I'm laughing because my ratings are at an all time high lately, 4.97. Reason, many less drunk students.

There is always the exception to the rule. If you slipped me a $20 and said I have 4 errands to ruin and need an hour of your time, I'm all for it, a nice laid back hour for 35 or 40 bucks worth the fare. It's folks expecting lump service for scooter rates that I have a problem with.

Pick up at roses, demands a stop at bojangles and then home. 20 minutes for 5.37 and no tip. That's the norm despite the folks who post the one time I got ... story, that's great but the exception, not the rule.
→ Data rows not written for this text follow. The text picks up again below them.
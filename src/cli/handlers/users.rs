//! User and role commands

use super::common::HandlerContext;
use crate::auth::permission::{ADMIN_MANAGE_ROLES, ADMIN_MANAGE_USERS, ADMIN_SEE};
use crate::auth::{Authorization, Role, RoleType};
use crate::cli::output::OutputFormatter;
use crate::core::validation::parse_list;
use crate::core::{Locale, Organization, User};
use crate::error::{BiletoError, Result};
use crate::service::Directory;
use crate::storage::Repository;
use serde::Serialize;

/// An authorization with its role and organization resolved
#[derive(Debug, Serialize)]
struct AuthorizationView {
    role: String,
    role_type: RoleType,
    organization: Option<String>,
}

fn authorization_view(ctx: &HandlerContext, authorization: &Authorization) -> AuthorizationView {
    let role = ctx.authorizer.role(&authorization.role_id);
    AuthorizationView {
        role: role.map_or_else(|| authorization.role_id.to_string(), |r| r.name.clone()),
        role_type: role.map_or(RoleType::User, |r| r.role_type),
        organization: authorization.organization_id.as_ref().map(|id| {
            ctx.storage
                .load::<Organization>(id)
                .map_or_else(|_| id.to_string(), |o| o.name)
        }),
    }
}

pub fn handle_user_add(
    ctx: &HandlerContext,
    email: &str,
    name: Option<&str>,
    org: Option<&str>,
    locale: Option<&str>,
    output: &OutputFormatter,
) -> Result<()> {
    ctx.admin(ADMIN_MANAGE_USERS)?;

    let organization_id = org.map(|o| ctx.organization(o)).transpose()?.map(|o| o.id);
    let locale = locale.map(str::parse::<Locale>).transpose()?;

    let directory = Directory::new(&ctx.storage);
    let (mut user, authorization) = directory.register(email, name.unwrap_or_default(), organization_id)?;
    if let Some(locale) = locale {
        user.locale = locale;
        ctx.storage.save(&user)?;
    }

    if output.is_json() {
        output.print_json(&serde_json::json!({
            "user": user,
            "authorization": authorization.as_ref().map(|a| authorization_view(ctx, a)),
        }))?;
    } else {
        output.success(&format!("Created user {}", user.email));
        if let Some(authorization) = &authorization {
            let view = authorization_view(ctx, authorization);
            output.info(&format!(
                "Granted role '{}' in {}",
                view.role,
                view.organization.unwrap_or_default()
            ));
        }
    }
    Ok(())
}

pub fn handle_user_list(ctx: &HandlerContext, output: &OutputFormatter) -> Result<()> {
    ctx.admin(ADMIN_SEE)?;
    let mut users = ctx.storage.load_all::<User>()?;
    users.sort_by(|a, b| a.email.cmp(&b.email));

    if output.is_json() {
        return output.print_json(&users);
    }
    for user in &users {
        let organization = user
            .organization_id
            .as_ref()
            .and_then(|id| ctx.storage.load::<Organization>(id).ok())
            .map(|o| format!(" [{}]", o.name))
            .unwrap_or_default();
        output.info(&format!("{} <{}>{organization}", user.display_name(), user.email));
    }
    Ok(())
}

pub fn handle_user_show(ctx: &HandlerContext, email: &str, output: &OutputFormatter) -> Result<()> {
    let session = ctx.session()?;
    let user = ctx.user(email)?;
    if session.id != user.id {
        ctx.admin(ADMIN_SEE)?;
    }

    let authorizations: Vec<AuthorizationView> = ctx
        .authorizer
        .authorizations_of(&user.id)
        .map(|a| authorization_view(ctx, a))
        .collect();

    if output.is_json() {
        return output.print_json(&serde_json::json!({
            "user": user,
            "authorizations": authorizations,
        }));
    }

    output.title(&format!("{} <{}>", user.display_name(), user.email));
    output.field("ID", &user.id.to_string());
    output.field("Locale", &user.locale.to_string());
    if let Some(organization) = user
        .organization_id
        .as_ref()
        .and_then(|id| ctx.storage.load::<Organization>(id).ok())
    {
        output.field("Organization", &organization.name);
    }
    for view in &authorizations {
        let scope = view.organization.as_deref().unwrap_or("global");
        output.field("Role", &format!("{} ({}, {scope})", view.role, view.role_type));
    }
    Ok(())
}

pub fn handle_user_grant(
    ctx: &HandlerContext,
    email: &str,
    role: &str,
    org: Option<&str>,
    output: &OutputFormatter,
) -> Result<()> {
    ctx.admin(ADMIN_MANAGE_USERS)?;
    let user = ctx.user(email)?;
    let role = ctx.role(role)?;
    let organization = org.map(|o| ctx.organization(o)).transpose()?;

    let authorization =
        Directory::new(&ctx.storage).grant(&user.id, &role, organization.as_ref().map(|o| o.id.clone()))?;

    if output.is_json() {
        output.print_json(&authorization_view(ctx, &authorization))?;
    } else {
        let scope = organization.map_or_else(|| "globally".to_string(), |o| format!("in {}", o.name));
        output.success(&format!("Granted role '{}' to {} {scope}", role.name, user.email));
    }
    Ok(())
}

pub fn handle_user_revoke(
    ctx: &HandlerContext,
    email: &str,
    role: &str,
    org: Option<&str>,
    output: &OutputFormatter,
) -> Result<()> {
    let admin = ctx.admin(ADMIN_MANAGE_USERS)?;
    let user = ctx.user(email)?;
    let role = ctx.role(role)?;
    let organization = org.map(|o| ctx.organization(o)).transpose()?;

    if admin.id == user.id && role.role_type == RoleType::Super {
        return Err(BiletoError::Validation(
            "You cannot revoke your own super-admin role".to_string(),
        ));
    }

    let removed = Directory::new(&ctx.storage).revoke(&user.id, &role, organization.as_ref().map(|o| &o.id))?;
    if removed == 0 {
        return Err(BiletoError::not_found(
            "Authorization",
            format!("{} for {}", role.name, user.email),
        ));
    }

    if output.is_json() {
        output.print_json(&serde_json::json!({
            "status": "success",
            "revoked": removed,
        }))?;
    } else {
        output.success(&format!("Revoked role '{}' from {} ({removed})", role.name, user.email));
    }
    Ok(())
}

pub fn handle_role_add(
    ctx: &HandlerContext,
    name: &str,
    role_type: &str,
    permissions: Option<&str>,
    description: Option<&str>,
    default: bool,
    output: &OutputFormatter,
) -> Result<()> {
    ctx.admin(ADMIN_MANAGE_ROLES)?;
    let role_type: RoleType = role_type.parse()?;
    if role_type == RoleType::Super {
        return Err(BiletoError::InvalidInput(
            "The super-admin role is created with the project".to_string(),
        ));
    }
    if ctx.role(name).is_ok() {
        return Err(BiletoError::AlreadyExists {
            kind: "Role",
            name: name.to_string(),
        });
    }

    let requested = parse_list(permissions);
    let mut role = Role::new(name, role_type, &requested)?;
    role.description = description.unwrap_or_default().to_string();

    let dropped: Vec<&String> = requested.iter().filter(|p| !role.permissions.contains(p)).collect();
    if !dropped.is_empty() {
        output.warning(&format!(
            "Ignored permissions not allowed for {} roles: {}",
            role.role_type,
            dropped.iter().map(|p| p.as_str()).collect::<Vec<_>>().join(", ")
        ));
    }

    if default {
        Directory::new(&ctx.storage).set_default_role(&mut role)?;
    } else {
        ctx.storage.save(&role)?;
    }

    if output.is_json() {
        output.print_json(&role)?;
    } else {
        output.success(&format!("Created {} role '{}'", role.role_type, role.name));
        output.info(&format!("Permissions: {}", role.permissions.join(", ")));
    }
    Ok(())
}

pub fn handle_role_list(ctx: &HandlerContext, output: &OutputFormatter) -> Result<()> {
    ctx.admin(ADMIN_SEE)?;
    let mut roles = ctx.storage.load_all::<Role>()?;
    roles.sort_by(|a, b| a.name.cmp(&b.name));

    if output.is_json() {
        return output.print_json(&roles);
    }
    for role in &roles {
        let default = if role.is_default { " (default)" } else { "" };
        output.info(&format!("{} [{}]{default}", role.name, role.role_type));
    }
    Ok(())
}

pub fn handle_role_show(ctx: &HandlerContext, reference: &str, output: &OutputFormatter) -> Result<()> {
    ctx.admin(ADMIN_SEE)?;
    let role = ctx.role(reference)?;

    if output.is_json() {
        return output.print_json(&role);
    }
    output.title(&role.name);
    output.field("Type", &role.role_type.to_string());
    if !role.description.is_empty() {
        output.field("Description", &role.description);
    }
    output.field("Default", &role.is_default.to_string());
    for permission in &role.permissions {
        output.info(&format!("  - {permission}"));
    }
    Ok(())
}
I'm all ears when someone offers cash.


----------



## Guido-TheKillerPimp

comfortably1numb said:


> Last week I have reached 5.0 rating, with 500 Five stars given for my last 500 trips.
> 
> I wonder how many of us Uber Drivers on this forum have reached the same and would appreciate reply here in this thread only from those that did the same.
> 
> I am perfectly aware that rating has no real value when it comes to earnings, so no need for discussion in that regard here.
> 
> Let's just count us down.


No real value when it comes to earnings....or as a safeguard from deactivation!



25rides7daysaweek said:


> That very impressive......


To whom?


----------



## 25rides7daysaweek

Guido-TheKillerPimp said:


> No real value when it comes to earnings....or as a safeguard from deactivation!
> 
> 
> To whom?


To someone who drives but doesnt care about money LOL


----------



## Guido-TheKillerPimp

25rides7daysaweek said:


> To someone who drives but doesnt care about money LOL


Certainly not myself, nor you either, I can safely assume!


----------



## 208476

comfortably1numb said:


> Last week I have reached 5.0 rating, with 500 Five stars given for my last 500 trips.
> 
> I wonder how many of us Uber Drivers on this forum have reached the same and would appreciate reply here in this thread only from those that did the same.
> 
> I am perfectly aware that rating has no real value when it comes to earnings, so no need for discussion in that regard here.
> 
> Let's just count us down.


I got 2k of them, I feel so special............


----------



## DudeUbering

cause I have candy ... and I take a bath everyday


----------



## UberChiefPIT

DudeUbering said:


> cause I have candy ... and I take a bath everyday


Who the hell takes a picture of their phone?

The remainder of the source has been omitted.